A21 has realized this and has begun using social media to promote the end of human trafficking.

“I think this movement is really important because it is something that can reach people easily. Social media is such an important aspect of our day and age. It is so easy to share, post, etc. It’s the easiest way to reach hundreds of people and raise awareness rapidly. If someone has 1000 followers and they average 400 views on a story, then just that one post is 400 people being made aware of the movement,” said Brooks, “This movement is all about sharing and passing on information to others to promote awareness. Just one person can create a small impact, but when we all come together, we can go from a statewide to a national to a global movement. I think this movement can genuinely help if they chose to act on the information shared with them through this movement.”

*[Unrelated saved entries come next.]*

/* This Source Code Form is subject to the terms of the Mozilla Public
 * License, v. 2.0. If a copy of the MPL was not distributed with this
 * file, You can obtain one at https://mozilla.org/MPL/2.0/.
 *
 * (c) 2024 The Nightjar Authors.
 */

//! Geo-fence gate (§4.12 step 6): a pure haversine-distance predicate over
//! the current fix and the `Config` fence, plus NMEA sentence ingestion for
//! the GPS helper the control loop polls.

use nightjar_crypto::verify_nmea_checksum;

const EARTH_RADIUS_M: f64 = 6_371_000.0;

/// A single GPS fix, in decimal degrees.
#[derive(Clone, Copy, Debug, PartialEq)]
pub struct Fix {
    pub lat: f64,
    pub lon: f64,
}

/// Great-circle distance between two points, in meters.
pub fn distance_m(a: Fix, b: Fix) -> f64 {
    let (lat1, lat2) = (a.lat.to_radians(), b.lat.to_radians());
    let dlat = lat2 - lat1;
    let dlon = (b.lon - a.lon).to_radians();
    let h = (dlat / 2.0).sin().powi(2) + lat1.cos() * lat2.cos() * (dlon / 2.0).sin().powi(2);
    2.0 * EARTH_RADIUS_M * h.sqrt().asin()
}

/// True if `fix` sits within `radius_m` of `center`. Attacks proceed only
/// while this holds (§4.12 step 6); outside the fence the loop skips
/// attacks for the epoch but keeps scanning.
pub fn inside_fence(fix: Fix, center: Fix, radius_m: f64) -> bool {
    distance_m(fix, center) <= radius_m
}

/// Parse a `$GPGGA`/`$GPRMC`-style sentence into a fix, rejecting anything
/// whose checksum doesn't verify (Testable Property 5) before it ever
/// reaches the geo-fence gate.
pub fn parse_fix(sentence: &str) -> Option<Fix> {
    let payload = verify_nmea_checksum(sentence)?;
    let fields: Vec<&str> = payload.split(',').collect();

    match fields.first().copied() {
        Some("GPGGA") if fields.len() >= 6 => {
            let lat = parse_coord(fields[2], fields[3])?;
            let lon = parse_coord(fields[4], fields[5])?;
            Some(Fix { lat, lon })
        }
        Some("GPRMC") if fields.len() >= 7 => {
            let lat = parse_coord(fields[3], fields[4])?;
            let lon = parse_coord(fields[5], fields[6])?;
            Some(Fix { lat, lon })
        }
        _ => None,
    }
}

/// `ddmm.mmmm` + hemisphere letter to signed decimal degrees.
fn parse_coord(value: &str, hemisphere: &str) -> Option<f64> {
    if value.is_empty() {
        return None;
    }
    let dot = value.find('.')?;
    let deg_digits = dot.saturating_sub(2);
    let degrees: f64 = value[..deg_digits].parse().ok()?;
    let minutes: f64 = value[deg_digits..].parse().ok()?;
    let magnitude = degrees + minutes / 60.0;
    match hemisphere {
        "S" | "W" => Some(-magnitude),
        "N" | "E" => Some(magnitude),
        _ => None,
    }
}
/* This Source Code Form is subject to the terms of the Mozilla Public
 * License, v. 2.0. If a copy of the MPL was not distributed with this
 * file, You can obtain one at https://mozilla.org/MPL/2.0/.
 *
 * (c) 2024 The Nightjar Authors.
 */

//! Per-entity signal robustness tracker (C1): an EWMA of a median-of-three
//! prefiltered RSSI, plus a median-absolute-deviation derived confidence
//! score used to discount priority scoring for noisy entities.

const WINDOW_CAP: usize = 10;
const EWMA_ALPHA: f64 = 0.3;

/// Floor/ceiling applied to the returned robustness score.
pub const ROBUSTNESS_FLOOR: f64 = 0.1;
pub const ROBUSTNESS_CEIL: f64 = 1.0;

/// Circular 10-sample RSSI window plus the running EWMA level for one entity.
#[derive(Clone, Debug)]
pub struct SignalTracker {
    window: [f64; WINDOW_CAP],
    len: usize,
    next: usize,
    pub level: f64,
}

impl Default for SignalTracker {
    fn default() -> Self {
        Self { window: [0.0; WINDOW_CAP], len: 0, next: 0, level: 0.0 }
    }
}

impl SignalTracker {
    pub fn new() -> Self {
        Self::default()
    }

    /// Feed one new RSSI sample and return the updated robustness score.
    pub fn update(&mut self, rssi: f64) -> f64 {
        self.window[self.next] = rssi;
        self.next = (self.next + 1) % WINDOW_CAP;
        if self.len < WINDOW_CAP {
            self.len += 1;
        }

        let filtered = if self.len >= 3 { self.median_of_last(3) } else { rssi };

        self.level = if self.len == 1 { filtered } else { EWMA_ALPHA * filtered + (1.0 - EWMA_ALPHA) * self.level };

        let values = self.values();
        let med = median(&values);
        let mad = median_absolute_deviation(&values, med);
        (1.0 / (1.0 + mad)).clamp(ROBUSTNESS_FLOOR, ROBUSTNESS_CEIL)
    }

    /// Samples currently held, oldest first, in insertion order.
    fn values(&self) -> Vec<f64> {
        let mut out = Vec::with_capacity(self.len);
        let start = (self.next + WINDOW_CAP - self.len) % WINDOW_CAP;
        for i in 0..self.len {
            out.push(self.window[(start + i) % WINDOW_CAP]);
        }
        out
    }

    /// Median of the `n` most recently inserted samples.
    fn median_of_last(&self, n: usize) -> f64 {
        let n = n.min(self.len);
        let mut last = Vec::with_capacity(n);
        for i in 0..n {
            let idx = (self.next + WINDOW_CAP - 1 - i) % WINDOW_CAP;
            last.push(self.window[idx]);
        }
        median(&last)
    }
}

fn median(values: &[f64]) -> f64 {
    let mut sorted = values.to_vec();
    sorted.sort_by(|a, b| a.partial_cmp(b).unwrap());
    let mid = sorted.len() / 2;
    if sorted.len() % 2 == 0 {
        (sorted[mid - 1] + sorted[mid]) / 2.0
    } else {
        sorted[mid]
    }
}

fn median_absolute_deviation(values: &[f64], center: f64) -> f64 {
    let deviations: Vec<f64> = values.iter().map(|v| (v - center).abs()).collect();
    median(&deviations)
}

Brooks believes that anyone can be part of the solution. Ordinary people are the people making the change, according to Brooks. She believes that small actions taken against human trafficking are the seeds that can grow into a global movement.

“I think directly, here in Wilson speaking, who will benefit from this summit, is anyone who attends because now they are informed and equipped with tools to combat human trafficking. Beyond that, who benefits is going to be the girl you see at a rest stop and you think something isn’t right, so you call the hotline. It’s going to be the migrant workers out in the field, who you have a suspicion in your mind, so you call the hotline. It’s going to enable thousands, if not millions, to be equipped with the knowledge to stop human trafficking,” said Brooks.

The motto of A21 is “Abolish Slavery Everywhere, Forever,” Brooks is an avid believer in their cause and has high hopes for A21 and its fight against human trafficking.

“The ultimate goal of A21 is to end human trafficking. The whole idea is that through local change the movement will build globally. So, through small pockets of change happening over time, we can all come together to hopefully end human trafficking everywhere,” said Brooks.